PROBLEM STATEMENT> Lines containing the word "Pointer" are to be copied from the data below.

---+---

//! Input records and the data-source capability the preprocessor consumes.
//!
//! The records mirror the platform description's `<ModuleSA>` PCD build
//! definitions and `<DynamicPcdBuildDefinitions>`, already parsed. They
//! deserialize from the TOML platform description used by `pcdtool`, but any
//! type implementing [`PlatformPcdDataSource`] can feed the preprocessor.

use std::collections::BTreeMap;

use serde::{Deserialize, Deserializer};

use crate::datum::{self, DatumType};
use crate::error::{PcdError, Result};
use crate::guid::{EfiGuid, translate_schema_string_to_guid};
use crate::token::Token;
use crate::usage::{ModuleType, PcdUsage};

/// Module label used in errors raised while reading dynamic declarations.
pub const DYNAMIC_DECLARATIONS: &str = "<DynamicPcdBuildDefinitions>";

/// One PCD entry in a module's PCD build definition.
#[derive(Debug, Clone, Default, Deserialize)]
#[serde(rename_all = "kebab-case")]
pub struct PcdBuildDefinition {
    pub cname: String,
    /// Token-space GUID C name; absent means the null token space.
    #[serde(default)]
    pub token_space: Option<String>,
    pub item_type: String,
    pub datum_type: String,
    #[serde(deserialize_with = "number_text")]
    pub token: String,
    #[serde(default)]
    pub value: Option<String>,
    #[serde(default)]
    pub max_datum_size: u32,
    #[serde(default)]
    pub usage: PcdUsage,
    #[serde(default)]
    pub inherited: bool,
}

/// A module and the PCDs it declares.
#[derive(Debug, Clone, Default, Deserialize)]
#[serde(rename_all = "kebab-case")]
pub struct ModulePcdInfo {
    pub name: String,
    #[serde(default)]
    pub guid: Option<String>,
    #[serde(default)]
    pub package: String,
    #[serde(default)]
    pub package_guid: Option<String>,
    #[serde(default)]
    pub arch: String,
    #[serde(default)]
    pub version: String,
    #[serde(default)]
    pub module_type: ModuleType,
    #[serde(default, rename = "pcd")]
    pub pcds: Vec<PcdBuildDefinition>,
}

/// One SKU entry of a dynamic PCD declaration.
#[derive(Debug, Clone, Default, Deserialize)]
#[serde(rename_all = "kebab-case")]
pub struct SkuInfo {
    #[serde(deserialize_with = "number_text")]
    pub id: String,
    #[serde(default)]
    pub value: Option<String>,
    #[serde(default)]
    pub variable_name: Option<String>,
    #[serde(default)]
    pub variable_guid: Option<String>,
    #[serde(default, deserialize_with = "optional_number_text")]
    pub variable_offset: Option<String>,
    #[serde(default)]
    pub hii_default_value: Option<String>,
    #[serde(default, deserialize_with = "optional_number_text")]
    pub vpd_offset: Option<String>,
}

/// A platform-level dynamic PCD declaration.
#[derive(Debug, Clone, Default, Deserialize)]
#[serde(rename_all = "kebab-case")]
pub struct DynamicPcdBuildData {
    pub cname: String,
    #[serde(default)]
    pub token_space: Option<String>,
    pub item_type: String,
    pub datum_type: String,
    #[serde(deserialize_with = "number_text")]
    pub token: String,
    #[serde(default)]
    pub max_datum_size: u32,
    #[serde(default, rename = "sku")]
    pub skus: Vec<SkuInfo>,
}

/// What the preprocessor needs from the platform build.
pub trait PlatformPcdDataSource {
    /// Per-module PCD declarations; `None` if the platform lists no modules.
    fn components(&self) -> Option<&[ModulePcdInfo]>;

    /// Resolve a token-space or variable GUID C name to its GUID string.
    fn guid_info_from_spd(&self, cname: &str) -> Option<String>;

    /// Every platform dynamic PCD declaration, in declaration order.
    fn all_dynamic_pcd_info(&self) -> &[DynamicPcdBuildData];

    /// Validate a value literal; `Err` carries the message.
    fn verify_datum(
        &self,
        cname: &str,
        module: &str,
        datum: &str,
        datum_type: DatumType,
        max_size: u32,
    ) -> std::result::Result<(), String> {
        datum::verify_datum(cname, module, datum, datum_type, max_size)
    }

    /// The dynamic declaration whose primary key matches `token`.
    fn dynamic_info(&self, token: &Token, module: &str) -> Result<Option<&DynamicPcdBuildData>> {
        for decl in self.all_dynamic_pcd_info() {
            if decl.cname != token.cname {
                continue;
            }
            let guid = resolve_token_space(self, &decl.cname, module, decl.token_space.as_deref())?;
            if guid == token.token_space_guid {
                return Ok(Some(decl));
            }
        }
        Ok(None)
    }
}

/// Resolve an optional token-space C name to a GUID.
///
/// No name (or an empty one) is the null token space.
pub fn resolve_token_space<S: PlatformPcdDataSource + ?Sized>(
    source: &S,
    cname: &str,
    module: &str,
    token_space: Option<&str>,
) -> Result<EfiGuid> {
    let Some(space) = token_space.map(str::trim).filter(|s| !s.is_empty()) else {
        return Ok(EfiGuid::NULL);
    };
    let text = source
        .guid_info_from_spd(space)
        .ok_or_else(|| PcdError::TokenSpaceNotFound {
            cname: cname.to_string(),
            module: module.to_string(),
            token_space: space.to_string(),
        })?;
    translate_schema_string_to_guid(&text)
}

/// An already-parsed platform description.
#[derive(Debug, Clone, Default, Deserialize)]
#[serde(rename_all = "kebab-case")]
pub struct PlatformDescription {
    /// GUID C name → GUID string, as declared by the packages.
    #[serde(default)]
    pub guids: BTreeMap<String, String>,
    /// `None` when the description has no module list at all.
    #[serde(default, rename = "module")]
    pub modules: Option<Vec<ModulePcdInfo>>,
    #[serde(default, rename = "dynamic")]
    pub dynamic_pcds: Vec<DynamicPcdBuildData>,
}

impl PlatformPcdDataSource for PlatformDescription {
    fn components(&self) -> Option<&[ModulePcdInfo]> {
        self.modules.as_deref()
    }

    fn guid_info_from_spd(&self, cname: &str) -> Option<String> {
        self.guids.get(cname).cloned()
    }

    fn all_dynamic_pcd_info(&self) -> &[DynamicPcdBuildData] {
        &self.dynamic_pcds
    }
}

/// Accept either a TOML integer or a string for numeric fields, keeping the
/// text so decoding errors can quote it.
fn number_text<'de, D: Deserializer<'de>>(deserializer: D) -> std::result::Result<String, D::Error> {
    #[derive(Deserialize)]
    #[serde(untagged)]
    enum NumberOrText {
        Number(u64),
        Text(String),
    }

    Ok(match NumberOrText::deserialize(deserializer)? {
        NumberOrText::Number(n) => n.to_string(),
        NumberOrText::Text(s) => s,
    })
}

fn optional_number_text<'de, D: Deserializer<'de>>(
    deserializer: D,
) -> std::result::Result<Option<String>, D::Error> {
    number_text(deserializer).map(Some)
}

---+---

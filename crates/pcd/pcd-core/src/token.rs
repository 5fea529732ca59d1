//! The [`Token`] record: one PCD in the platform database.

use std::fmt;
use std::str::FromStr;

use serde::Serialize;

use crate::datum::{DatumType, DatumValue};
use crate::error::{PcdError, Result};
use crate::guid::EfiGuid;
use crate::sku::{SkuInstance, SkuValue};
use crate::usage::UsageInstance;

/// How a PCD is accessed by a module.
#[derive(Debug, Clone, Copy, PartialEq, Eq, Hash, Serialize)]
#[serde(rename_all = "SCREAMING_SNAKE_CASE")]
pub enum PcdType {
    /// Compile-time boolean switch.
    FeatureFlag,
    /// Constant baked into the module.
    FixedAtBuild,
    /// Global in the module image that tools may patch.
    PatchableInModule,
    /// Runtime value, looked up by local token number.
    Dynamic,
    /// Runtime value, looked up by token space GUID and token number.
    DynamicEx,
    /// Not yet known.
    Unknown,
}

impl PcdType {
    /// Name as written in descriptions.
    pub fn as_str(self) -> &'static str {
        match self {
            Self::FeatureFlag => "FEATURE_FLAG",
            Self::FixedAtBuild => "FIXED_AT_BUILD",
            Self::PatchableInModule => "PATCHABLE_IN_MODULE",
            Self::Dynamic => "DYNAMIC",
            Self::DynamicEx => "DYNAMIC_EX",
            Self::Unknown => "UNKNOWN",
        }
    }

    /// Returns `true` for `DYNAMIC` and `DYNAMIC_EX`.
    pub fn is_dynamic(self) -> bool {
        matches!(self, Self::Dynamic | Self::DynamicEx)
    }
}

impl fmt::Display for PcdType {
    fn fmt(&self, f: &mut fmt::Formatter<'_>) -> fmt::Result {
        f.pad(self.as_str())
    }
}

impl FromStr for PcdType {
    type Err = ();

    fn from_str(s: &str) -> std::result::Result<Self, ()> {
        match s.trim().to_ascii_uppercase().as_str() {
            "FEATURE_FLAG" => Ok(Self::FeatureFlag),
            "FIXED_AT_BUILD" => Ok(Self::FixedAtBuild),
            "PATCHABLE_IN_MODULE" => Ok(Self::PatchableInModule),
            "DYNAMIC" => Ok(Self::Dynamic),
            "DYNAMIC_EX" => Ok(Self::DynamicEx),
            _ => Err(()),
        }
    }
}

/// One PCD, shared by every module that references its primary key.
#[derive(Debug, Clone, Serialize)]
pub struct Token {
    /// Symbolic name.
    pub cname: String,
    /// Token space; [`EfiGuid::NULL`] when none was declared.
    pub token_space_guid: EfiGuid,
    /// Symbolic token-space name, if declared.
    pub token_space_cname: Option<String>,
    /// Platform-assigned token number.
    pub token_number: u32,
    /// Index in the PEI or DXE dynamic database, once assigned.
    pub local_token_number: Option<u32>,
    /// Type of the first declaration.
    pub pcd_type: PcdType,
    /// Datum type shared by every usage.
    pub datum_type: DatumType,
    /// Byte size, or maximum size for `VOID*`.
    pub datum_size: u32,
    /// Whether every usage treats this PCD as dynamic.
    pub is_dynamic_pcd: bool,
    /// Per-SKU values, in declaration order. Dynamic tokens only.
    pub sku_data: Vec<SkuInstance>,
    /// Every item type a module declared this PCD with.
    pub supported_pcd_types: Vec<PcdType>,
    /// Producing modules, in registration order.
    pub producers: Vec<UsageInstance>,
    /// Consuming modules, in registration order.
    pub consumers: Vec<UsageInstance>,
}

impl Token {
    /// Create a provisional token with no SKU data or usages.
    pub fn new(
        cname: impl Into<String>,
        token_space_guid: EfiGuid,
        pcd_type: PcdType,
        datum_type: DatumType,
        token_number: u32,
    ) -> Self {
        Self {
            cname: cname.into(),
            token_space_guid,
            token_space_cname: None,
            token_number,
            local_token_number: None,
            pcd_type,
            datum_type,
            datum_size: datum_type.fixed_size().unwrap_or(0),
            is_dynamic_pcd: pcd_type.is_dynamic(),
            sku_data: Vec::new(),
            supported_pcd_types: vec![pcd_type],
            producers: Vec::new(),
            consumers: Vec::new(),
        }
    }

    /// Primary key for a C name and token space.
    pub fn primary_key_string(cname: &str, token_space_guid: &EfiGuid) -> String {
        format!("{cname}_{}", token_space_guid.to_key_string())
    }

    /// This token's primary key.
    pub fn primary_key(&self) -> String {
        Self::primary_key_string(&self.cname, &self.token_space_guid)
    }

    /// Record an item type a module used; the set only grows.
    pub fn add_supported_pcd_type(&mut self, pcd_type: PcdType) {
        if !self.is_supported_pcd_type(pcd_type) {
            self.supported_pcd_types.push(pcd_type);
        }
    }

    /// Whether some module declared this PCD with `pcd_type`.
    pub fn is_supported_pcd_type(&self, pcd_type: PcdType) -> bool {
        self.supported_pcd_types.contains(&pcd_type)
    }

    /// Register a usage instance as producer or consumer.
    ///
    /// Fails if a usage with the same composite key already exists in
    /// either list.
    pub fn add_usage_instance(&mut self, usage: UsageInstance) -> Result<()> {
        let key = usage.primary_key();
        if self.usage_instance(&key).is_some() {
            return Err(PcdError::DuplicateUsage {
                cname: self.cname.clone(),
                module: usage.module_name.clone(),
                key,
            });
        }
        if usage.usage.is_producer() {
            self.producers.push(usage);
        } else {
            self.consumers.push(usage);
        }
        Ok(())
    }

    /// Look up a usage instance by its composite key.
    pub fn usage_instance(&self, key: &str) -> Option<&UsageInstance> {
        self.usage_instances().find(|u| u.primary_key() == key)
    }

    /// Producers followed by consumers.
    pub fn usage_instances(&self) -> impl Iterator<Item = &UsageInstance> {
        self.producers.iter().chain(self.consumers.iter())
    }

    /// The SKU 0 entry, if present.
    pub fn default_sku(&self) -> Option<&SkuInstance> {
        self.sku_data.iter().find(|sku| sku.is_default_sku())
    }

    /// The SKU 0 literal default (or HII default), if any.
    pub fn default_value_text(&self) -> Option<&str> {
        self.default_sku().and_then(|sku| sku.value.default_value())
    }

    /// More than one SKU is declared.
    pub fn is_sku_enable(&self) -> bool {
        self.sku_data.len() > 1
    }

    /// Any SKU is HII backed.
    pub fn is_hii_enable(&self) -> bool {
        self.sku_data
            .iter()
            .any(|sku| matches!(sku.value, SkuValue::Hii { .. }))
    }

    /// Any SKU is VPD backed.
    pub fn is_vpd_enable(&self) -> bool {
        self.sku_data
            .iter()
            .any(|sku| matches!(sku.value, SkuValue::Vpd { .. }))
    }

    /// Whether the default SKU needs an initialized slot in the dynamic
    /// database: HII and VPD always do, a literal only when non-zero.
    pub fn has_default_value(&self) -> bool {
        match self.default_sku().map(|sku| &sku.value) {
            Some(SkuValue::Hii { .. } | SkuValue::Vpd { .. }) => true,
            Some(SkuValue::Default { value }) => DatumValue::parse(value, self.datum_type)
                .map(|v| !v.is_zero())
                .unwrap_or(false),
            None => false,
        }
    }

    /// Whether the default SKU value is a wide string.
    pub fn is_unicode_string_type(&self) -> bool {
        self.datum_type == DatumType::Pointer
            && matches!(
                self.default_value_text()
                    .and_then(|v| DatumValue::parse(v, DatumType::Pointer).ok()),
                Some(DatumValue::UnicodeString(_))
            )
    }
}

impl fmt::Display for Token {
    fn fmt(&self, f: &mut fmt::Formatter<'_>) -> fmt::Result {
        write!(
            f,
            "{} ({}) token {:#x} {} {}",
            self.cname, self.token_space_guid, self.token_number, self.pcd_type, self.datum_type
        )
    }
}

---+---

REPLY>
        self.datum_type == DatumType::Pointer
                    .and_then(|v| DatumValue::parse(v, DatumType::Pointer).ok()),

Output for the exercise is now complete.